An NIH-funded study led by scientists at Harvard Medical School that were part of the Pediatric Cardiovascular Genetics Consortium have found a link for a set of gene mutations in the development of congenital heart disease and various neurodevelopmental abnormalities in children—include cognitive, motor, social, and language impairments.
“We're homing in on a set of genes that have multiple different roles in multiple different tissues during development: heart tissue, brain tissue, other developing organs, limb tissue,” said co-lead author Jason Homsy, M.D., a Harvard Medical School fellow. “Our study shows a common genetic link for the development of these diseases.”
The investigators utilized whole exome sequencing from more than 1,200 children and their parents, to show that children with both congenital heart disease and neurodevelopmental delays share certain genetic mutations that thwart the normal development of both the heart and the brain.
“The risk of developing neurodevelopmental disabilities is so high when these particular gene mutations are present that we might consider testing for them in all patients with congenital heart disease,” explained co-author Jonathan Kaltman, M.D., a study investigator and program administrator of the National Heart, Lung, and Blood Institute’s (NHLBI) Bench to Bassinet Program, which funded the current study.
The findings from this study were published recently in Science through an article entitled “De novo mutations in congenital heart disease with neurodevelopmental and other congenital anomalies.”
After sequencing, the researchers employed the use of a mathematical model to analyze mutations in the protein-coding portion of the genomes from children with congenital heart disease that were not present in their parents' genomes. Moreover, the researchers found that these children have more of these de novo mutations in genes that are highly expressed in the developing heart, compared to a control cohort of children without congenital heart disease.

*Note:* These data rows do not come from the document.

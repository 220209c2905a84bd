use std::path::PathBuf;
use thiserror::Error;

/// dirseek Result type.
pub type Result<T> = std::result::Result<T, Error>;

#[derive(Error, Debug)]
pub enum Error {
    #[error("failed to read {}: {source}", .path.display())]
    Io {
        path: PathBuf,
        #[source]
        source: std::io::Error,
    },
    #[error("unknown sort strategy: {0:?} (expected one of: bubble, quick)")]
    UnknownSort(String),
    #[error("unknown search strategy: {0:?} (expected one of: linear, jump, binary, hash)")]
    UnknownSearch(String),
    #[error("invalid run plan: {0:?} (expected linear, hash or <sort>+<search>)")]
    InvalidPlan(String),
}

The authors noted that the de novo mutations were also found to be more frequent in children with congenital heart disease plus another birth defect, either neurodevelopmental delay or more subtle abnormalities of finger or ear shape—supporting the hypothesis for shared genetic causes of the cardiac and extra-cardiac abnormalities rather than surgeries or environmental factors.

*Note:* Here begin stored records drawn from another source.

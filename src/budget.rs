//! Adaptive timeout policy for sorts.
//!
//! The budget starts unbounded and is fixed once, from the first unsorted
//! linear-search baseline, at `baseline * ratio`. Every later sort receives a
//! [`Deadline`] and checks it on each comparison.

use cuneiform::cuneiform;
use std::time::{Duration, Instant};
use tracing::{debug, info};

/// A sort may take up to this many baseline linear scans before it is abandoned.
pub const DEFAULT_RATIO: u32 = 10;

/// Process-lifetime sort budget. Set once, never reset.
#[derive(Clone, Copy, Debug, Default, PartialEq, Eq)]
pub struct TimeBudget {
    limit: Option<Duration>,
}

impl TimeBudget {
    /// A budget that never expires.
    pub const fn unbounded() -> Self {
        Self { limit: None }
    }

    /// A fixed budget, bypassing the baseline measurement.
    pub const fn fixed(limit: Duration) -> Self {
        Self { limit: Some(limit) }
    }

    /// Sets the budget to `baseline * ratio`.
    ///
    /// Only the first call has an effect. Returns `true` if this call set it.
    pub fn set(&mut self, baseline: Duration, ratio: u32) -> bool {
        if let Some(limit) = self.limit {
            debug!(?limit, "time budget already set, ignoring");
            return false;
        }
        let limit = baseline.saturating_mul(ratio);
        info!(?baseline, ratio, ?limit, "time budget set");
        self.limit = Some(limit);
        true
    }

    pub fn is_set(&self) -> bool {
        self.limit.is_some()
    }

    pub fn limit(&self) -> Option<Duration> {
        self.limit
    }

    /// Returns `true` once the time elapsed since `start` has reached the budget.
    ///
    /// An unbounded budget is never exceeded.
    #[inline]
    pub fn is_over_budget(&self, start: Instant) -> bool {
        match self.limit {
            Some(limit) => start.elapsed() >= limit,
            None => false,
        }
    }

    /// Starts the clock for one sort.
    pub fn start(&self) -> Deadline {
        Deadline {
            started: Instant::now(),
            budget: *self,
        }
    }
}

/// A running sort clock: the start instant plus the budget it is held to.
///
/// Read on every comparison, so it sits alone in a cache line.
#[cuneiform]
#[derive(Clone, Copy, Debug)]
pub struct Deadline {
    started: Instant,
    budget: TimeBudget,
}

impl Deadline {
    /// A deadline that never expires, for sorting outside a benchmark.
    pub fn unbounded() -> Self {
        TimeBudget::unbounded().start()
    }

    #[inline(always)]
    pub fn is_over_budget(&self) -> bool {
        self.budget.is_over_budget(self.started)
    }

    pub fn started(&self) -> Instant {
        self.started
    }

    pub fn elapsed(&self) -> Duration {
        self.started.elapsed()
    }
}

“This finding was especially high in patients who had congenital heart disease and another structural birth defect and/or a neurodevelopmental abnormality,” noted Howard Hughes Medical Institute investigator and co-senior author Christine Seidman, M.D., of Brigham and Women’s Hospital and Harvard Medical School. “When the consortium examined the specific genes involved, many of them were highly expressed in both the developing heart and brain, suggesting that a single mutation can contribute to both congenital heart disease and neurodevelopmental abnormalities.”
“We can pretty clearly tell the parents of children with congenital heart disease what's going to happen after the heart surgery, but there's always a big question: Will my kid learn well in school?” Dr. Seidman added. “If we could identify children at high risk for neurodevelopmental delays, they could receive increased surveillance and earlier interventions than occur now.”
The Harvard investigators explained that the mutations primarily affected genes involved in three areas: morphogenesis, chromatin modification, and transcriptional regulation. The perturbation of any one of these processes can lead to severe defects in a variety of organs.
“These genes are not just involved in shaping the heart,” Dr. Seidman said. “They are master regulators of organ development.”
For example, one of the mutated genes is RBFOX2, which encodes a molecule that regulates RNA splicing. While RBFOX2 has not been previously implicated in congenital heart disease, de novo mutations were identified in multiple affected children from the study.
At this point, it is still unclear how all the mutations affect the downstream developmental process, but the impact of finding these mutations could provide insight into the causes of many human congenital malformations.
“There are still many unanswered questions, including why the same mutation can cause very different clinical manifestations,” Dr. Seidman stated. “It's a long, long, long way down the road, but we'd like to believe that if you knew the steps by which these mutations perturbed the regulation of gene expression, there might even be ways to actually treat it.”